NLRP3 and SASP in early SGLT2i therapy in patients with diabetes who have had a heart attack
ISRCTN | ISRCTN12589919 |
---|---|
DOI | https://doi.org/10.1186/ISRCTN12589919 |
IRAS number | 319343 |
Secondary identifying numbers | CPMS 54499, IRAS 319343 |
- Submission date
- 26/01/2023
- Registration date
- 24/04/2023
- Last edited
- 18/12/2024
- Recruitment status
- No longer recruiting
- Overall study status
- Completed
- Condition category
- Circulatory System
Plain English Summary
Background and study aims
People with type 2 diabetes (T2DM) are at increased risk of major complications such as heart and kidney damage, which are responsible for the majority of deaths in patients with diabetes. This damage develops because of increased inflammation, damage which also intensifies as we get older. Inflammation has significant detrimental effects on an individual’s health. If we can reduce or treat this damage, we can enhance both the quality of life and longevity of people with T2DM. A new class of drugs called sodium-glucose co-transporter-2 inhibitors (SGLT2 inhibitors) are prescribed to help control blood sugar levels in T2DM. These drugs, which are safe and well tolerated, have also shown an ability to protect the heart and kidneys from damage induced by inflammation. Exactly how they do this is currently unknown, a question this study aims to answer.
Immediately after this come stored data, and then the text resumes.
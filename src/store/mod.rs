//! Forum state: the post store, its list operations and the persistence shell.

mod filter;
mod forum;
mod post_store;
mod seed;

pub use filter::*;
pub use forum::*;
pub use post_store::*;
The researchers will study if these drugs protect the heart and kidneys by blocking a specific form of inflammation linked to poor heart and kidney health in T2DM.
Who can participate?
Patients aged 18 years and over with T2DM, presenting with a heart attack, and eligible for SGLT2 inhibitors
What does the study involve?
Blood samples will be taken at specific intervals from discharge to examine the underlying biological mechanisms of how the SGLT2 inhibitors work in protecting patients.
What are the possible benefits and risks of participating?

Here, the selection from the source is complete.